* **What the exercise asks**: Emit an exact copy of the lines running from the start of the records to the line containing "Any existing entry", both included.

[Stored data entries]
******************************
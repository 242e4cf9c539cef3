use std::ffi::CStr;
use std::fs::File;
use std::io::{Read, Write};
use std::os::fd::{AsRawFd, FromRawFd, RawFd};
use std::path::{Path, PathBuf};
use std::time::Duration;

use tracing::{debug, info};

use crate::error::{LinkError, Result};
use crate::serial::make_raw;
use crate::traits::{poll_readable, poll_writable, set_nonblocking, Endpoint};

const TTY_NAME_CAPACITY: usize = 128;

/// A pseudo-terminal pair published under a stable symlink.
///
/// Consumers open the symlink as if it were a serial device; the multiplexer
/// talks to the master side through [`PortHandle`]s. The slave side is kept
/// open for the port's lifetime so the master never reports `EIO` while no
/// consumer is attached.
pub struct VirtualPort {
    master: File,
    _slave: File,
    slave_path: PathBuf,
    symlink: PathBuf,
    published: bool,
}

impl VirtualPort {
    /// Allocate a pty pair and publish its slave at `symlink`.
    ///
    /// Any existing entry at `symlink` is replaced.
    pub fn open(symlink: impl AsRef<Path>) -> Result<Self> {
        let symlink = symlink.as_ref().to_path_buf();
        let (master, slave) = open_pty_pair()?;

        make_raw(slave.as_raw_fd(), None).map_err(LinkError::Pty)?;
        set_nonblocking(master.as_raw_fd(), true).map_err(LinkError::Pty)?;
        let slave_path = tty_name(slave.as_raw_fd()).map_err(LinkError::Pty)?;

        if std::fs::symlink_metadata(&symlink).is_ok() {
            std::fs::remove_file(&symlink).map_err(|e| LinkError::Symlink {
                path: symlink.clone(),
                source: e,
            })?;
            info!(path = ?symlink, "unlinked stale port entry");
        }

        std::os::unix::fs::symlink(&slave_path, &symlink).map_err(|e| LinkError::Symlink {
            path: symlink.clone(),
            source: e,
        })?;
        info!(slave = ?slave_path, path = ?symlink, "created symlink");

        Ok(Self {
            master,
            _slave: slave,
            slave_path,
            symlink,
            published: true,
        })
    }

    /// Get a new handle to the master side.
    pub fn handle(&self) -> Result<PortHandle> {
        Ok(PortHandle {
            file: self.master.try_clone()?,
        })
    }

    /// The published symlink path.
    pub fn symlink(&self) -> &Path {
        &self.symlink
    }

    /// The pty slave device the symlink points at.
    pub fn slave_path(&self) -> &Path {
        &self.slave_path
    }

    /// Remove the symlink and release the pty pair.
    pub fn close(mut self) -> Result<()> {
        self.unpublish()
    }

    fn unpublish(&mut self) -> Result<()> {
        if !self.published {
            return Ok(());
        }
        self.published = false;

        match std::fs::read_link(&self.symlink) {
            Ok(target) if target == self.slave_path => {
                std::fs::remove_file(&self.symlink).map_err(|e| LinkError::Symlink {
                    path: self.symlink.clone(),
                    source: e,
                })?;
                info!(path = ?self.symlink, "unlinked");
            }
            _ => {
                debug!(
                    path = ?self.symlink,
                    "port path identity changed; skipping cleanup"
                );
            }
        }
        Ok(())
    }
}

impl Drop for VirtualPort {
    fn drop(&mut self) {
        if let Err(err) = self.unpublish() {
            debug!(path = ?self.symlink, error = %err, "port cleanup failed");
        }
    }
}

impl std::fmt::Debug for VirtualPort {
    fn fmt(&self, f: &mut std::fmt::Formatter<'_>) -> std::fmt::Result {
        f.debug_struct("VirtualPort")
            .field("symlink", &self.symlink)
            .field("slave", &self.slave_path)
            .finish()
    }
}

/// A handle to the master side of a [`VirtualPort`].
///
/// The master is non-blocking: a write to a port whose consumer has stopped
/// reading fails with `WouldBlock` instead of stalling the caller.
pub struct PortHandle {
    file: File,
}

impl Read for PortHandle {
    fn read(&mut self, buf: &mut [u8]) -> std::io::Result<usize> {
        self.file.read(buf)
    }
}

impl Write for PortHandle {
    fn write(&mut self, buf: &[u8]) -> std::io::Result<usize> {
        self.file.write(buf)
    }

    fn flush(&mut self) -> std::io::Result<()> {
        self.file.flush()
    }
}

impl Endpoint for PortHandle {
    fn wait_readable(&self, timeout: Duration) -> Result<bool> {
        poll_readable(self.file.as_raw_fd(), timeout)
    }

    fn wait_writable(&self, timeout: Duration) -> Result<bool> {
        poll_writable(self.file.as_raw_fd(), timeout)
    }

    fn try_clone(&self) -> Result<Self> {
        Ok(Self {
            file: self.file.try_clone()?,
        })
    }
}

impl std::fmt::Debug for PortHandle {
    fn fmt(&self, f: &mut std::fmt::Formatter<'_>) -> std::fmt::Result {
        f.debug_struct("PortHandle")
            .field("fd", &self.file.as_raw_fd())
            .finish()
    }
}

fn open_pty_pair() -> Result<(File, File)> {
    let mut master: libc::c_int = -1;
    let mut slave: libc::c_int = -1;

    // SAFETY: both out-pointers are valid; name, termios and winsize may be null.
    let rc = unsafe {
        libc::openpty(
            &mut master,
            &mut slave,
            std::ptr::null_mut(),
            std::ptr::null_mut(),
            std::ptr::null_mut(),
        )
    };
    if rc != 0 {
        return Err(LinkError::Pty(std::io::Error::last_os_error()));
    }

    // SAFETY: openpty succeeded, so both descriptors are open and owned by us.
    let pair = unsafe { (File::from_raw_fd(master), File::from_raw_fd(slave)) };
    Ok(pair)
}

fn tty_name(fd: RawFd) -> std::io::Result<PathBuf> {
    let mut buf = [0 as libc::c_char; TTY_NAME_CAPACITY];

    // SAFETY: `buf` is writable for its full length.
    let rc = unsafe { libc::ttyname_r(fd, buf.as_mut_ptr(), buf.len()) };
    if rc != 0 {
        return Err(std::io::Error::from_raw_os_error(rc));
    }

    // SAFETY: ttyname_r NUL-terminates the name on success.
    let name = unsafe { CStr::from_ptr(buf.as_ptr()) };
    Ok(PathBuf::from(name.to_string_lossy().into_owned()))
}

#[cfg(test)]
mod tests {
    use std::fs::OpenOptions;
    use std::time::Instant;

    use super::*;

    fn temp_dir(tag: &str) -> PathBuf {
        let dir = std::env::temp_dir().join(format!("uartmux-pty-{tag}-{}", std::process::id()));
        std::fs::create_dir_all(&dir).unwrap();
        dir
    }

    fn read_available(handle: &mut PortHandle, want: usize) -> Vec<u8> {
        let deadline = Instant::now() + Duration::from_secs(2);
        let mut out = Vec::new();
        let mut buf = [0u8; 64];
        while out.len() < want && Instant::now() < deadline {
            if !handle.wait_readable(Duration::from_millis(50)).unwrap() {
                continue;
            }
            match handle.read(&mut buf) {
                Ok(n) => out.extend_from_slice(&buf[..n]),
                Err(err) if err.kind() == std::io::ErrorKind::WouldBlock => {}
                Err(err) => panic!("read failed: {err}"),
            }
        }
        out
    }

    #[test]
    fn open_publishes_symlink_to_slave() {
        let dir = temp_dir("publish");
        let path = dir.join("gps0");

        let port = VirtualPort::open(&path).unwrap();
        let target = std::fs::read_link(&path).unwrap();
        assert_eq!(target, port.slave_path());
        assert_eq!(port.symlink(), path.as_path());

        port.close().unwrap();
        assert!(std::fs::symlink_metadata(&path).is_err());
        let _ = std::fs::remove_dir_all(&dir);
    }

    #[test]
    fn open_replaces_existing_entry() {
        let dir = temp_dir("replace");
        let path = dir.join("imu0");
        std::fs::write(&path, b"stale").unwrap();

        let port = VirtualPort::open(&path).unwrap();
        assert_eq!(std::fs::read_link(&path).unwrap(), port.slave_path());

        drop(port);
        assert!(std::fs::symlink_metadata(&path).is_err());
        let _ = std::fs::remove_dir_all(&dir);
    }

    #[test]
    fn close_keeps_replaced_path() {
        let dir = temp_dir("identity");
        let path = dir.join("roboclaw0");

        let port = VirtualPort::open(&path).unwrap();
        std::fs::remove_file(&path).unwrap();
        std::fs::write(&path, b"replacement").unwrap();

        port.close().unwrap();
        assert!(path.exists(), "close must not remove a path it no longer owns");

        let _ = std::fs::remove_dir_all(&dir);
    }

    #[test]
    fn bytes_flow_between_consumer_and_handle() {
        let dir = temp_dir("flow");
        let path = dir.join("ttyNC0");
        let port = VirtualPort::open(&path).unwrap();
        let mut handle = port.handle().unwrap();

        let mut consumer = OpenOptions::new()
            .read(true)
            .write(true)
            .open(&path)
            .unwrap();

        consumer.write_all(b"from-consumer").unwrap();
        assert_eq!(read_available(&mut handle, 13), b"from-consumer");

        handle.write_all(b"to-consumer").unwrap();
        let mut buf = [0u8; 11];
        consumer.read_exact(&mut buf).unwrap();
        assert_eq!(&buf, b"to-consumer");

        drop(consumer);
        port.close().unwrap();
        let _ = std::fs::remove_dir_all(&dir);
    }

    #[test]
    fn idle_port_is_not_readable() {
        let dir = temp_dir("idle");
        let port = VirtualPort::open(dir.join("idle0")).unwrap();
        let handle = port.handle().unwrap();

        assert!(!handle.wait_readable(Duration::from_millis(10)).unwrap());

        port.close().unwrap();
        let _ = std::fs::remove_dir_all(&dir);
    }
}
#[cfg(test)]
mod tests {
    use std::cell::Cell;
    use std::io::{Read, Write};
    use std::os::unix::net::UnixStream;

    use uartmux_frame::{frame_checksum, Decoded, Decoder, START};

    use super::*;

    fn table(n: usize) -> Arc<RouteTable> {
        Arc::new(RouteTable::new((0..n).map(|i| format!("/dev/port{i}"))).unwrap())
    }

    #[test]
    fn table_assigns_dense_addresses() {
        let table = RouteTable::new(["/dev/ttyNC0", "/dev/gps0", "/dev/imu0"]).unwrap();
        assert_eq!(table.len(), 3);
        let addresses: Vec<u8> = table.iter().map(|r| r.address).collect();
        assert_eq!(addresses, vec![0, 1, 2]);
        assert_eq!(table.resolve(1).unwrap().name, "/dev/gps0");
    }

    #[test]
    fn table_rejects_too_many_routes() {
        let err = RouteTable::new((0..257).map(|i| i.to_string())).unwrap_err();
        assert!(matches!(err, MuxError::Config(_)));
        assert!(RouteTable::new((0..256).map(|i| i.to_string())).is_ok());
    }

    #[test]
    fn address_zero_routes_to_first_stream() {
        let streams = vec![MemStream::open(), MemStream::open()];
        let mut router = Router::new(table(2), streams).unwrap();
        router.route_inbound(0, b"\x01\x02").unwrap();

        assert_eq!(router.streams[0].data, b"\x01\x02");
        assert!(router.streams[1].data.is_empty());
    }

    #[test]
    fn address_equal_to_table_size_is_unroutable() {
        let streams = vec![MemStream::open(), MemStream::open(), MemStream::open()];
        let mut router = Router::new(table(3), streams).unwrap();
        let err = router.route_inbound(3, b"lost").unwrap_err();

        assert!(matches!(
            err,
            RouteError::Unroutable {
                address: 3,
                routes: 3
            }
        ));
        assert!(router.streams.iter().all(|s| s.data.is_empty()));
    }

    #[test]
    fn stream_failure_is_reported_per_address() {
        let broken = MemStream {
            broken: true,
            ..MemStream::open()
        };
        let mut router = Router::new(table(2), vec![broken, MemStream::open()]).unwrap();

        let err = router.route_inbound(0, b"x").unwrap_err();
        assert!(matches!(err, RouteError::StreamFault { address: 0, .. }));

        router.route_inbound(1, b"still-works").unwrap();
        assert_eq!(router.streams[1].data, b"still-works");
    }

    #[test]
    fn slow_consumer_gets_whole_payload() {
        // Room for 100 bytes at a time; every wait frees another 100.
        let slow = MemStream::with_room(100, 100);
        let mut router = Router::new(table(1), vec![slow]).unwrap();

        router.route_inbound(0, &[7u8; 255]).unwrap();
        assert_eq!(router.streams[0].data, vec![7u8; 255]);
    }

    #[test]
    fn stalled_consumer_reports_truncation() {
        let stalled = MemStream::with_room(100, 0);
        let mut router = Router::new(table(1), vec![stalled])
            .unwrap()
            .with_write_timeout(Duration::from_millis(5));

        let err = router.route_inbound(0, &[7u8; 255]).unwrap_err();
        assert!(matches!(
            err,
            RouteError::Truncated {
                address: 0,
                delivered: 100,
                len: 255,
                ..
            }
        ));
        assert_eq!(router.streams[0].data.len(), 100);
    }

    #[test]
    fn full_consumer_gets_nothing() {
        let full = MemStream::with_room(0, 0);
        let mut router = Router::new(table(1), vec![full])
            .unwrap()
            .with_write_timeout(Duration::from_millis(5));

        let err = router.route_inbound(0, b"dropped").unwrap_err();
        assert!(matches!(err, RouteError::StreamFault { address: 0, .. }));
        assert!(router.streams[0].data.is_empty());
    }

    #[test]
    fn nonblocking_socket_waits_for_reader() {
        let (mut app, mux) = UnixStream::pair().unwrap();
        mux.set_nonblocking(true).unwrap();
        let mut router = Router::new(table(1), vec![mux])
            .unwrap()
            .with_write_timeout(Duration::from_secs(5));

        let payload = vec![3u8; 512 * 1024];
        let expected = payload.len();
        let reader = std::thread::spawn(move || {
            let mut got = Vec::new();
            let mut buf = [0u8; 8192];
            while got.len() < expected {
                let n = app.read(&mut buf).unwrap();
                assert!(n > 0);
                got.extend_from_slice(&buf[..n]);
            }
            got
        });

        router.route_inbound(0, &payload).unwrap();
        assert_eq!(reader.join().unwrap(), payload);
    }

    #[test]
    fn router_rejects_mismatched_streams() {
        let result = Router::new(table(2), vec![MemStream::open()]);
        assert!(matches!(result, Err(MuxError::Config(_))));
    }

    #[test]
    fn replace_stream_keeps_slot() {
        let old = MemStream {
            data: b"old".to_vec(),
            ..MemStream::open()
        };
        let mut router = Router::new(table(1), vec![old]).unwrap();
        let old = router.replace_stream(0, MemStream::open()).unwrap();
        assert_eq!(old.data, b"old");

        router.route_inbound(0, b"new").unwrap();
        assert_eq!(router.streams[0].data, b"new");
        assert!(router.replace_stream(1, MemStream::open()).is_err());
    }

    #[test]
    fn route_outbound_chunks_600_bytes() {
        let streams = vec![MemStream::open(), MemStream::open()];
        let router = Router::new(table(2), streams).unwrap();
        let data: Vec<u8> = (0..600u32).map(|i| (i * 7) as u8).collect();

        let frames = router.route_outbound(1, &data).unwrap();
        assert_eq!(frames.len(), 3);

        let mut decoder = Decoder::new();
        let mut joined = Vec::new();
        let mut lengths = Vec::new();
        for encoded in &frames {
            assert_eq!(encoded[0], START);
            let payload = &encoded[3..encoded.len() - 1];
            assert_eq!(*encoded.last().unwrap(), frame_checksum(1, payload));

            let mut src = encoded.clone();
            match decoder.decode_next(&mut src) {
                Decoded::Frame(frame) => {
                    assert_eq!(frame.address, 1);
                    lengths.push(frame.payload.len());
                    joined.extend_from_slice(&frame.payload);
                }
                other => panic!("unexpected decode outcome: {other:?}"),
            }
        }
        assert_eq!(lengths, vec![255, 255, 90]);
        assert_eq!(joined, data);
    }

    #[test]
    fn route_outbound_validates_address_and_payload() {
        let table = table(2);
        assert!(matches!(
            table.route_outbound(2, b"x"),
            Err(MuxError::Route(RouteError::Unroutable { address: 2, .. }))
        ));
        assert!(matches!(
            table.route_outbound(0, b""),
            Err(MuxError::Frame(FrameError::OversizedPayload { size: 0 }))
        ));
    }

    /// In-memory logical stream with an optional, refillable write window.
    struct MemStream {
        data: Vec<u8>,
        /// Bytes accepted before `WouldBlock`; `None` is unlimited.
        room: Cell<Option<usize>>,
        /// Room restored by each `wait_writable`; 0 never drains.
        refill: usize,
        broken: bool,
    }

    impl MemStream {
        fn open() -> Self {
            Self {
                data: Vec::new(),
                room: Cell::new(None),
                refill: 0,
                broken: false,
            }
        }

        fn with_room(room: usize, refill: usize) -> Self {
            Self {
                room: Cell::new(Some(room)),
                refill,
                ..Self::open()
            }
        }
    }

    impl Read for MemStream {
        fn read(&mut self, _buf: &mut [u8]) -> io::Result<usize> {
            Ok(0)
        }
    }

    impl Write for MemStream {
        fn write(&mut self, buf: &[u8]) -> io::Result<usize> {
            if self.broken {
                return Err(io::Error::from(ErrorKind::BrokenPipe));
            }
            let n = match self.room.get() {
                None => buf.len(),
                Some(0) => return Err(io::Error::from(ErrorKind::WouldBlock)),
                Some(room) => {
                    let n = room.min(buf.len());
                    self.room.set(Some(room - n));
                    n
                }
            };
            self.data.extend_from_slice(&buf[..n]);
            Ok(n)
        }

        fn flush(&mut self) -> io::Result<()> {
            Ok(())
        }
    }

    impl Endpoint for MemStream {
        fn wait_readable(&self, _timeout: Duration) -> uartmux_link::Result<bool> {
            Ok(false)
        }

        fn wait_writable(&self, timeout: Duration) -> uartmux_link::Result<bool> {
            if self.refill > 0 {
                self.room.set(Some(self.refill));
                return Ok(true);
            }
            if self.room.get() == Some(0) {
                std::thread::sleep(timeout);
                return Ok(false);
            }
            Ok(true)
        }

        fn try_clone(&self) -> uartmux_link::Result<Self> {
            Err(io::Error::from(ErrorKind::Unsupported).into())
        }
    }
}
******************************
* **Response for this exercise**:
repository 242e4cf9c539cef3
use std::ffi::CStr;
use std::fs::File;
use std::io::{Read, Write};
use std::os::fd::{AsRawFd, FromRawFd, RawFd};
use std::path::{Path, PathBuf};
use std::time::Duration;

use tracing::{debug, info};

use crate::error::{LinkError, Result};
use crate::serial::make_raw;
use crate::traits::{poll_readable, poll_writable, set_nonblocking, Endpoint};

const TTY_NAME_CAPACITY: usize = 128;

/// A pseudo-terminal pair published under a stable symlink.
///
/// Consumers open the symlink as if it were a serial device; the multiplexer
/// talks to the master side through [`PortHandle`]s. The slave side is kept
/// open for the port's lifetime so the master never reports `EIO` while no
/// consumer is attached.
pub struct VirtualPort {
    master: File,
    _slave: File,
    slave_path: PathBuf,
    symlink: PathBuf,
    published: bool,
}

impl VirtualPort {
    /// Allocate a pty pair and publish its slave at `symlink`.
    ///
    /// Any existing entry at `symlink` is replaced.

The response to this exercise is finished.